ACTIVITY
Return each line of the entries that mentions the word "info".

MATERIAL PROVIDED

□ □ □ □

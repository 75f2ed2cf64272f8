//! Prospecting session: inputs, configuration and cached scores

use std::collections::BTreeMap;

use serde::Serialize;
use terraf_core::raster::{IndexStack, Raster};
use terraf_core::vector::{ReferenceSite, SparsePointSet};
use terraf_core::{Error, Result};
use tracing::{debug, info, warn};

use super::config::{PointScoring, ProspectingConfig};
use crate::geophysics::{MagneticSurface, magnetic_surface, remove_regional_trend};
use crate::interpolation::RbfInterpolator;
use crate::prospectivity::{
    ClassAreas, Dimension, FusionWeights, ScoreSet, SensitivityReport, Target, class_areas,
    classify_prospectivity, extract_targets_detailed, fuse, sensitivity_analysis,
};
use crate::signature::{SpectralSignature, extract_signature};
use crate::similarity::{
    IndexWeights, combine_scores, minmax_score, site_similarity_score, spectral_similarity,
    surface_site_similarity_score,
};

/// Result of one fusion and target extraction pass
#[derive(Debug, Clone, Serialize)]
pub struct RunReport {
    pub signature: SpectralSignature,
    pub weights: FusionWeights,
    /// Prospectivity value targets were cut at; `None` for an all no-data surface
    pub threshold: Option<f64>,
    pub regions_found: usize,
    pub targets: Vec<Target>,
    pub class_areas: ClassAreas,
    #[serde(skip)]
    pub prospectivity: Raster<f64>,
}

/// All inputs of a prospecting run, plus the intermediate results that do
/// not depend on the fusion weights.
///
/// The signature and the per-dimension score rasters are computed on the
/// first run and kept, so re-running with other weights only repeats the
/// fusion and target stages. Changing inputs or configuration drops them.
#[derive(Debug, Clone)]
pub struct ProspectingSession {
    stack: IndexStack,
    sites: Vec<ReferenceSite>,
    points: BTreeMap<Dimension, Vec<SparsePointSet>>,
    config: ProspectingConfig,
    signature: Option<SpectralSignature>,
    scores: Option<ScoreSet>,
}

impl ProspectingSession {
    /// # Errors
    /// - `Error::Config` for an invalid configuration or an empty stack
    pub fn new(
        stack: IndexStack,
        sites: Vec<ReferenceSite>,
        config: ProspectingConfig,
    ) -> Result<Self> {
        config.validate()?;
        if stack.is_empty() {
            return Err(Error::config("stack", "index stack is empty"));
        }
        Ok(Self {
            stack,
            sites,
            points: BTreeMap::new(),
            config,
            signature: None,
            scores: None,
        })
    }

    /// Attach a point set to a point-sampled dimension.
    ///
    /// Several geochemical sets (one per element) are averaged into one
    /// geochemical score.
    pub fn add_points(&mut self, dimension: Dimension, points: SparsePointSet) -> Result<()> {
        if dimension == Dimension::Spectral {
            return Err(Error::config(
                "points",
                "the spectral dimension is scored from the index stack",
            ));
        }
        self.points.entry(dimension).or_default().push(points);
        self.scores = None;
        Ok(())
    }

    /// Builder-style [`add_points`](Self::add_points)
    pub fn with_points(mut self, dimension: Dimension, points: SparsePointSet) -> Result<Self> {
        self.add_points(dimension, points)?;
        Ok(self)
    }

    /// Replace the configuration, dropping cached results
    pub fn set_config(&mut self, config: ProspectingConfig) -> Result<()> {
        config.validate()?;
        self.config = config;
        self.signature = None;
        self.scores = None;
        Ok(())
    }

    pub fn config(&self) -> &ProspectingConfig {
        &self.config
    }

    pub fn stack(&self) -> &IndexStack {
        &self.stack
    }

    pub fn sites(&self) -> &[ReferenceSite] {
        &self.sites
    }

    /// Dimensions that can be scored with the current inputs
    pub fn available_dimensions(&self) -> Vec<Dimension> {
        std::iter::once(Dimension::Spectral)
            .chain(self.points.keys().copied())
            .collect()
    }

    /// Cached score rasters, if a run has happened since the last change
    pub fn scores(&self) -> Option<&ScoreSet> {
        self.scores.as_ref()
    }

    /// Extract the signature, score every dimension, fuse with the
    /// configured weights and extract targets.
    ///
    /// # Errors
    /// - `Error::Config` when a dimension named in the weights has no input
    ///   data
    /// - `Error::Signature` when no site samples an index
    /// - `Error::Interpolation` for a degenerate point set
    pub fn run(&mut self) -> Result<RunReport> {
        let weights = self.config.weights.clone();
        self.check_weighted_dimensions(&weights)?;
        self.prepare()?;
        self.report(&weights)
    }

    /// Fuse the cached scores with other weights; the weights become the
    /// session's configured weights.
    pub fn rerun_with_weights(&mut self, weights: FusionWeights) -> Result<RunReport> {
        weights.validate()?;
        self.check_weighted_dimensions(&weights)?;
        self.config.weights = weights.clone();
        self.prepare()?;
        self.report(&weights)
    }

    /// Compare targets across weight sets, the first being the baseline
    pub fn sensitivity(&mut self, weight_sets: &[FusionWeights]) -> Result<SensitivityReport> {
        for weights in weight_sets {
            weights.validate()?;
            self.check_weighted_dimensions(weights)?;
        }
        self.prepare()?;
        let scores = self.cached_scores()?;
        info!(runs = weight_sets.len(), "running sensitivity analysis");
        sensitivity_analysis(scores, &self.sites, weight_sets, &self.config.target_params())
    }

    /// Every dimension named in the weights needs input, even at weight 0
    fn check_weighted_dimensions(&self, weights: &FusionWeights) -> Result<()> {
        match weights
            .iter()
            .find(|&(dim, _)| dim != Dimension::Spectral && !self.points.contains_key(&dim))
        {
            Some((dim, w)) => Err(Error::config(
                "weights",
                format!("{dim} has weight {w} but no {dim} point data was given"),
            )),
            None => Ok(()),
        }
    }

    fn prepare(&mut self) -> Result<()> {
        if self.signature.is_none() {
            info!(
                sites = self.sites.len(),
                indices = self.stack.len(),
                radius_m = self.config.neighborhood_radius_m,
                "extracting spectral signature"
            );
            let signature = extract_signature(&self.stack, &self.sites, self.config.signature_params())?;
            for site in signature.coverage.iter().filter(|c| c.is_outside()) {
                warn!(site = %site.site, "reference site neighborhood lies outside the raster");
            }
            self.signature = Some(signature);
            self.scores = None;
        }
        if self.scores.is_none() {
            let scores = self.score_dimensions()?;
            self.scores = Some(scores);
        }
        Ok(())
    }

    fn score_dimensions(&self) -> Result<ScoreSet> {
        let signature = self.cached_signature()?;
        let mut scores = ScoreSet::new();

        let index_weights = match &self.config.index_weights {
            Some(w) => w.clone(),
            None => IndexWeights::uniform(signature.index_names())?,
        };
        info!(indices = index_weights.len(), "scoring spectral similarity");
        scores.insert(
            Dimension::Spectral,
            spectral_similarity(&self.stack, signature, &index_weights, self.config.std_floor)?,
        );

        for (dim, sets) in &self.points {
            info!(dimension = %dim, sets = sets.len(), "interpolating point data");
            let rasters = sets
                .iter()
                .map(|set| self.score_point_set(*dim, set))
                .collect::<Result<Vec<_>>>()?;
            let refs: Vec<&Raster<f64>> = rasters.iter().collect();
            scores.insert(*dim, combine_scores(&refs)?);
        }
        Ok(scores)
    }

    fn score_point_set(&self, dim: Dimension, set: &SparsePointSet) -> Result<Raster<f64>> {
        let (rows, cols) = self
            .stack
            .shape()
            .ok_or_else(|| Error::config("stack", "index stack is empty"))?;
        let transform = self
            .stack
            .transform()
            .ok_or_else(|| Error::config("stack", "index stack is empty"))?;

        let detrended;
        let set = match self.config.detrend {
            Some(order) => {
                detrended = remove_regional_trend(set, order)?.1;
                &detrended
            }
            None => set,
        };

        let interpolator = RbfInterpolator::build(set, self.config.rbf.clone())?;
        debug!(
            label = %set.label,
            nodes = interpolator.nodes().len(),
            epsilon = interpolator.epsilon(),
            "fitted RBF surface"
        );
        let grid = interpolator.to_grid(rows, cols, transform)?;

        let surface = match dim {
            Dimension::Magnetic => self.config.magnetic_surface,
            _ => MagneticSurface::Field,
        };
        if surface == MagneticSurface::Field {
            return match self.config.point_scoring {
                PointScoring::Minmax => minmax_score(&grid),
                PointScoring::SiteSimilarity => {
                    site_similarity_score(&grid, &interpolator, &self.sites, self.config.std_floor)
                }
            };
        }

        debug!(label = %set.label, surface = %surface, "deriving magnetic surface");
        let derived = magnetic_surface(&grid, surface)?;
        match self.config.point_scoring {
            PointScoring::Minmax => minmax_score(&derived),
            PointScoring::SiteSimilarity => surface_site_similarity_score(
                &derived,
                &self.sites,
                surface.name(),
                self.config.std_floor,
            ),
        }
    }

    fn report(&self, weights: &FusionWeights) -> Result<RunReport> {
        let signature = self.cached_signature()?;
        let scores = self.cached_scores()?;

        info!(weights = %weights, "fusing score rasters");
        let prospectivity = fuse(scores, weights)?;
        let extraction = extract_targets_detailed(
            &prospectivity,
            scores,
            &self.sites,
            &self.config.target_params(),
        )?;
        let areas = class_areas(&classify_prospectivity(&prospectivity)?);
        info!(
            regions = extraction.regions_found,
            targets = extraction.targets.len(),
            "target extraction complete"
        );

        Ok(RunReport {
            signature: signature.clone(),
            weights: weights.clone(),
            threshold: extraction.threshold,
            regions_found: extraction.regions_found,
            targets: extraction.targets,
            class_areas: areas,
            prospectivity,
        })
    }

    fn cached_signature(&self) -> Result<&SpectralSignature> {
        self.signature
            .as_ref()
            .ok_or_else(|| Error::Other("spectral signature has not been extracted".into()))
    }

    fn cached_scores(&self) -> Result<&ScoreSet> {
        self.scores
            .as_ref()
            .ok_or_else(|| Error::Other("dimension scores have not been computed".into()))
    }
}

□ □ □ □

EXERCISE RESPONSE
use tracing::{debug, info, warn};
        info!(runs = weight_sets.len(), "running sensitivity analysis");
            info!(
        info!(indices = index_weights.len(), "scoring spectral similarity");
            info!(dimension = %dim, sets = sets.len(), "interpolating point data");
        info!(weights = %weights, "fusing score rasters");
        info!(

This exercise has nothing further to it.